This module covers the most ground-breaking, controversial and significant British plays of the last 70 years. Theatre director Dominic Cooke, who studied at Warwick, said of this module: "We did this brilliant course... about the shift from T. S. Eliot's The Cocktail Party to Look Back in Anger, right through Wesker, Bond, all those writers. Plays that really engaged, which were asking questions." Like Cooke, you will think about theatre's response to key social and historical events: the fall of Empire, the legalization of homosexuality, the second wave of feminism, the rise of Thatcher, the Irish Troubles, the Gulf War, and more.

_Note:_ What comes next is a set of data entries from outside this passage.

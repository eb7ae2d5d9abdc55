//! Participant identification and per-participant data storage.
//!
//! ## ParticipantId
//!
//! Identifier handed out by the transport when a participant joins a match.
//! Stable for the participant's lifetime, not necessarily contiguous.
//!
//! ## ParticipantMap
//!
//! Per-participant storage kept sorted by `ParticipantId`. Iteration order is
//! ascending id, which gives resolution a stable, deterministic order that every
//! replica agrees on.

use serde::{Deserialize, Deserializer, Serialize, Serializer};
use std::ops::{Index, IndexMut};

/// Participant identifier, unique within a match.
#[derive(Clone, Copy, Debug, PartialEq, Eq, PartialOrd, Ord, Hash, Serialize, Deserialize)]
pub struct ParticipantId(pub u32);

impl ParticipantId {
    /// Create a new participant ID.
    #[must_use]
    pub const fn new(id: u32) -> Self {
        Self(id)
    }

    /// Get the raw ID value.
    #[must_use]
    pub const fn raw(self) -> u32 {
        self.0
    }
}

impl std::fmt::Display for ParticipantId {
    fn fmt(&self, f: &mut std::fmt::Formatter<'_>) -> std::fmt::Result {
        write!(f, "Participant {}", self.0)
    }
}

/// Per-participant data storage ordered by participant ID.
///
/// Backed by a sorted `Vec<(ParticipantId, T)>`. Matches hold at most a
/// handful of participants, so lookups are a binary search.
///
/// ## Example
///
/// ```
/// use duel_ccg::core::{ParticipantId, ParticipantMap};
///
/// let mut scores: ParticipantMap<i32> = ParticipantMap::new();
/// scores.insert(ParticipantId::new(7), 3);
/// scores.insert(ParticipantId::new(2), 5);
///
/// // Iteration is by ascending id
/// let ids: Vec<_> = scores.ids().collect();
/// assert_eq!(ids, vec![ParticipantId::new(2), ParticipantId::new(7)]);
///
/// scores[ParticipantId::new(7)] += 1;
/// assert_eq!(scores[ParticipantId::new(7)], 4);
/// ```
#[derive(Clone, Debug, PartialEq, Eq, Hash)]
pub struct ParticipantMap<T> {
    entries: Vec<(ParticipantId, T)>,
}

impl<T> Default for ParticipantMap<T> {
    fn default() -> Self {
        Self { entries: Vec::new() }
    }
}

impl<T> ParticipantMap<T> {
    /// Create an empty map.
    #[must_use]
    pub fn new() -> Self {
        Self::default()
    }

    /// Create a map with one entry per id, values from a factory function.
    ///
    /// Duplicate ids keep the last produced value.
    pub fn from_ids(
        ids: impl IntoIterator<Item = ParticipantId>,
        factory: impl Fn(ParticipantId) -> T,
    ) -> Self {
        let mut map = Self::new();
        for id in ids {
            map.insert(id, factory(id));
        }
        map
    }

    fn position(&self, id: ParticipantId) -> Result<usize, usize> {
        self.entries.binary_search_by_key(&id, |(k, _)| *k)
    }

    /// Insert or overwrite a participant's value.
    ///
    /// Returns the previous value if one existed.
    pub fn insert(&mut self, id: ParticipantId, value: T) -> Option<T> {
        match self.position(id) {
            Ok(pos) => Some(std::mem::replace(&mut self.entries[pos].1, value)),
            Err(pos) => {
                self.entries.insert(pos, (id, value));
                None
            }
        }
    }

    /// Remove a participant's value.
    pub fn remove(&mut self, id: ParticipantId) -> Option<T> {
        self.position(id).ok().map(|pos| self.entries.remove(pos).1)
    }

    /// Get a reference to a participant's value.
    #[must_use]
    pub fn get(&self, id: ParticipantId) -> Option<&T> {
        self.position(id).ok().map(|pos| &self.entries[pos].1)
    }

    /// Get a mutable reference to a participant's value.
    pub fn get_mut(&mut self, id: ParticipantId) -> Option<&mut T> {
        match self.position(id) {
            Ok(pos) => Some(&mut self.entries[pos].1),
            Err(_) => None,
        }
    }

    /// Check whether a participant has an entry.
    #[must_use]
    pub fn contains(&self, id: ParticipantId) -> bool {
        self.position(id).is_ok()
    }

    /// Number of participants.
    #[must_use]
    pub fn len(&self) -> usize {
        self.entries.len()
    }

    /// Check whether the map is empty.
    #[must_use]
    pub fn is_empty(&self) -> bool {
        self.entries.is_empty()
    }

    /// Iterate over (ParticipantId, &T) pairs in ascending id order.
    pub fn iter(&self) -> impl Iterator<Item = (ParticipantId, &T)> {
        self.entries.iter().map(|(id, v)| (*id, v))
    }

    /// Iterate over (ParticipantId, &mut T) pairs in ascending id order.
    pub fn iter_mut(&mut self) -> impl Iterator<Item = (ParticipantId, &mut T)> {
        self.entries.iter_mut().map(|(id, v)| (*id, v))
    }

    /// Iterate over all participant IDs in ascending order.
    pub fn ids(&self) -> impl Iterator<Item = ParticipantId> + '_ {
        self.entries.iter().map(|(id, _)| *id)
    }

    /// Build a new map by transforming every value.
    pub fn map<U>(&self, mut f: impl FnMut(ParticipantId, &T) -> U) -> ParticipantMap<U> {
        ParticipantMap {
            entries: self.entries.iter().map(|(id, v)| (*id, f(*id, v))).collect(),
        }
    }
}

impl<T> FromIterator<(ParticipantId, T)> for ParticipantMap<T> {
    fn from_iter<I: IntoIterator<Item = (ParticipantId, T)>>(iter: I) -> Self {
        let mut map = Self::new();
        for (id, value) in iter {
            map.insert(id, value);
        }
        map
    }
}

// Serialized as a plain sequence of pairs. Deserializing re-sorts, so a peer
// that sends entries out of order cannot break lookups.
impl<T: Serialize> Serialize for ParticipantMap<T> {
    fn serialize<S: Serializer>(&self, serializer: S) -> Result<S::Ok, S::Error> {
        self.entries.serialize(serializer)
    }
}

impl<'de, T: Deserialize<'de>> Deserialize<'de> for ParticipantMap<T> {
    fn deserialize<D: Deserializer<'de>>(deserializer: D) -> Result<Self, D::Error> {
        let entries = Vec::<(ParticipantId, T)>::deserialize(deserializer)?;
        Ok(entries.into_iter().collect())
    }
}

impl<T> Index<ParticipantId> for ParticipantMap<T> {
    type Output = T;

    fn index(&self, id: ParticipantId) -> &Self::Output {
        self.get(id)
            .unwrap_or_else(|| panic!("{id} not present in ParticipantMap"))
    }
}

impl<T> IndexMut<ParticipantId> for ParticipantMap<T> {
    fn index_mut(&mut self, id: ParticipantId) -> &mut Self::Output {
        self.get_mut(id)
            .unwrap_or_else(|| panic!("{id} not present in ParticipantMap"))
    }
}

#[cfg(test)]
mod tests {
    use super::*;

    #[test]
    fn test_participant_id_basics() {
        let p = ParticipantId::new(3);
        assert_eq!(p.raw(), 3);
        assert_eq!(format!("{}", p), "Participant 3");
    }

    #[test]
    fn test_map_keeps_ascending_order() {
        let mut map = ParticipantMap::new();
        map.insert(ParticipantId::new(9), "c");
        map.insert(ParticipantId::new(1), "a");
        map.insert(ParticipantId::new(4), "b");

        let values: Vec<_> = map.iter().map(|(_, v)| *v).collect();
        assert_eq!(values, vec!["a", "b", "c"]);
    }

    #[test]
    fn test_insert_overwrites() {
        let mut map = ParticipantMap::new();
        assert_eq!(map.insert(ParticipantId::new(1), 10), None);
        assert_eq!(map.insert(ParticipantId::new(1), 20), Some(10));
        assert_eq!(map.len(), 1);
        assert_eq!(map[ParticipantId::new(1)], 20);
    }

    #[test]
    fn test_from_ids_and_map() {
        let map = ParticipantMap::from_ids([ParticipantId::new(2), ParticipantId::new(1)], |p| {
            p.raw() * 10
        });
        let doubled = map.map(|_, v| v * 2);

        assert_eq!(doubled[ParticipantId::new(1)], 20);
        assert_eq!(doubled[ParticipantId::new(2)], 40);
    }

    #[test]
    fn test_remove_and_contains() {
        let mut map: ParticipantMap<i32> = [(ParticipantId::new(1), 1), (ParticipantId::new(2), 2)]
            .into_iter()
            .collect();

        assert!(map.contains(ParticipantId::new(2)));
        assert_eq!(map.remove(ParticipantId::new(2)), Some(2));
        assert!(!map.contains(ParticipantId::new(2)));
        assert_eq!(map.remove(ParticipantId::new(2)), None);
    }

    #[test]
    fn test_map_serialization() {
        let map: ParticipantMap<i32> = [(ParticipantId::new(5), -1), (ParticipantId::new(3), 4)]
            .into_iter()
            .collect();
        let json = serde_json::to_string(&map).unwrap();
        let deserialized: ParticipantMap<i32> = serde_json::from_str(&json).unwrap();
        assert_eq!(map, deserialized);
    }

    #[test]
    fn test_map_deserialization_resorts() {
        let map: ParticipantMap<i32> = serde_json::from_str("[[9,1],[2,2]]").unwrap();
        let ids: Vec<_> = map.ids().collect();
        assert_eq!(ids, vec![ParticipantId::new(2), ParticipantId::new(9)]);
        assert_eq!(map[ParticipantId::new(9)], 1);
    }

    #[test]
    #[should_panic(expected = "not present")]
    fn test_index_missing_panics() {
        let map: ParticipantMap<i32> = ParticipantMap::new();
        let _ = map[ParticipantId::new(1)];
    }
}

You will watch and read hard-hitting works of social realism, absurdism, in-yer-face, verbatim and post-dramatic theatre. You will learn about and sometimes visit the landmark institutions of new writing – the Royal Court theatre, the Theatre Royal, Stratford East, and the Lyric Hammersmith – and consider the transformative artistic interventions of directors such as Joan Littlewood, Steven Berkoff, and Max Stafford Clark.

Reading and viewing might include Shelagh Delaney's A Taste of Honey (1957), Joe Orton's 1965 farce Loot, Caryl Churchill's radical Top Girls (1983), Mark Ravenhill's zeitgeist play Shopping and F**king (1995), Sarah Kane's inimitable Blasted (1996), and the urgent angry theatre of debbie tucker green (Stoning Mary, 2005).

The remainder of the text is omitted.